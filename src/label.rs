use bevy_reflect::Reflect;
use geo::Point;
use serde::{Deserialize, Serialize};
use tracing::{debug, trace};
use uom::si::f64::Length;
use uom::si::length::nautical_mile;

use crate::{
    dms::DmsError,
    feature::{LabelAnchor, RouteSegment},
    geodesy::EarthModel,
    output::{Line, Lines, Vertex},
    sequence::RouteSequence,
};

pub const DEFAULT_MIN_SEPARATION_NM: f64 = 10.0;
pub const DEFAULT_MIN_SEGMENT_LENGTH_NM: f64 = 10.0;

#[derive(Clone, Copy, Debug, PartialEq)]
pub enum LabelStrategy {
    /// Every point of the route is a candidate.
    PerVertex,
    /// The midpoint of every segment at least `min_segment_length` long is a
    /// candidate.
    SegmentMidpoint { min_segment_length: Length },
}

#[derive(Clone, Copy, Debug, Default, Reflect, Serialize, Deserialize, PartialEq, Eq)]
#[serde(rename_all = "snake_case")]
pub enum LabelStrategyKind {
    PerVertex,
    #[default]
    SegmentMidpoint,
}

#[derive(Clone, Copy, Debug, Reflect, Serialize, Deserialize, PartialEq)]
#[serde(default)]
pub struct LabelConfig {
    pub strategy: LabelStrategyKind,
    pub min_segment_length_nm: f64,
    pub min_separation_nm: f64,
}

impl Default for LabelConfig {
    fn default() -> Self {
        Self {
            strategy: LabelStrategyKind::default(),
            min_segment_length_nm: DEFAULT_MIN_SEGMENT_LENGTH_NM,
            min_separation_nm: DEFAULT_MIN_SEPARATION_NM,
        }
    }
}

impl LabelConfig {
    pub fn strategy(&self) -> LabelStrategy {
        match self.strategy {
            LabelStrategyKind::PerVertex => LabelStrategy::PerVertex,
            LabelStrategyKind::SegmentMidpoint => LabelStrategy::SegmentMidpoint {
                min_segment_length: Length::new::<nautical_mile>(self.min_segment_length_nm),
            },
        }
    }

    pub fn placer(&self, earth: EarthModel) -> LabelPlacer {
        LabelPlacer::new(
            self.strategy(),
            Length::new::<nautical_mile>(self.min_separation_nm),
            earth,
        )
    }
}

/// Arithmetic mean of both points, not the great-circle midpoint.
pub fn midpoint(a: Point, b: Point) -> Point {
    Point::new((a.x() + b.x()) / 2.0, (a.y() + b.y()) / 2.0)
}

/// Last emitted label position of one walk.
struct Spacing<'a> {
    placer: &'a LabelPlacer,
    last: Option<Point>,
}

impl Spacing<'_> {
    fn admit(&mut self, candidate: Point) -> bool {
        let admitted = self.last.is_none_or(|last| {
            self.placer.earth.haversine(last, candidate) >= self.placer.min_separation
        });
        if admitted {
            self.last = Some(candidate);
        }
        admitted
    }
}

#[derive(Clone, Copy, Debug)]
pub struct LabelPlacer {
    strategy: LabelStrategy,
    min_separation: Length,
    earth: EarthModel,
}

impl Default for LabelPlacer {
    fn default() -> Self {
        LabelConfig::default().placer(EarthModel::default())
    }
}

impl LabelPlacer {
    pub fn new(strategy: LabelStrategy, min_separation: Length, earth: EarthModel) -> Self {
        Self {
            strategy,
            min_separation,
            earth,
        }
    }

    pub fn strategy(&self) -> LabelStrategy {
        self.strategy
    }

    pub fn min_separation(&self) -> Length {
        self.min_separation
    }

    fn spacing(&self) -> Spacing<'_> {
        Spacing {
            placer: self,
            last: None,
        }
    }

    /// Published length of the segment, or the length of its geometry.
    pub fn segment_length(&self, segment: &RouteSegment) -> Length {
        segment.route_distance.unwrap_or_else(|| {
            if segment.polyline.len() >= 2 {
                self.earth.polyline_length(&segment.polyline)
            } else {
                self.earth
                    .haversine(segment.from_fix.location, segment.to_fix.location)
            }
        })
    }

    /// Labels along `points`, at least the minimum separation apart from
    /// the previous label.
    pub fn place_along(&self, designator: &str, points: &[Point]) -> Vec<LabelAnchor> {
        let mut spacing = self.spacing();
        points
            .iter()
            .filter(|point| spacing.admit(**point))
            .map(|position| LabelAnchor {
                designator: designator.to_string(),
                position: *position,
            })
            .collect()
    }

    pub fn place(&self, sequence: &RouteSequence) -> Vec<LabelAnchor> {
        let anchors = match self.strategy {
            LabelStrategy::PerVertex => self.place_along(&sequence.designator, &sequence.points()),
            LabelStrategy::SegmentMidpoint { min_segment_length } => {
                let mut spacing = self.spacing();
                sequence
                    .segments
                    .iter()
                    .filter(|segment| {
                        let length = self.segment_length(segment);
                        trace!(
                            "{} {} -> {}: {:.1} NM",
                            segment.designator,
                            segment.from_fix.identifier,
                            segment.to_fix.identifier,
                            length.get::<nautical_mile>()
                        );
                        length >= min_segment_length
                    })
                    .map(|segment| {
                        let (start, end) = segment.endpoints();
                        midpoint(start, end)
                    })
                    .filter(|candidate| spacing.admit(*candidate))
                    .map(|position| LabelAnchor {
                        designator: sequence.designator.clone(),
                        position,
                    })
                    .collect()
            }
        };
        debug!("{}: {} labels", sequence.designator, anchors.len());

        anchors
    }

    /// `L;` lines for every sequence, upper airways first.
    pub fn label_lines(&self, sequences: &[RouteSequence]) -> Result<Lines, DmsError> {
        let mut ordered: Vec<_> = sequences.iter().collect();
        ordered.sort_by_key(|sequence| sequence.level());

        ordered
            .into_iter()
            .flat_map(|sequence| self.place(sequence))
            .map(|anchor| anchor_line(&anchor))
            .collect()
    }
}

pub fn anchor_line(anchor: &LabelAnchor) -> Result<Line, DmsError> {
    Ok(Line::Label {
        designator: anchor.designator.clone(),
        vertex: Vertex::from_point(anchor.position)?,
    })
}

---

▶ **YOUR GOAL**: Which lines in the listing hold the word "derive"? Copy them out.

▶ **OUTPUT OF THE EXERCISE**:
#[derive(Clone, Copy, Debug, PartialEq)]
#[derive(Clone, Copy, Debug, Default, Reflect, Serialize, Deserialize, PartialEq, Eq)]
#[derive(Clone, Copy, Debug, Reflect, Serialize, Deserialize, PartialEq)]
#[derive(Clone, Copy, Debug)]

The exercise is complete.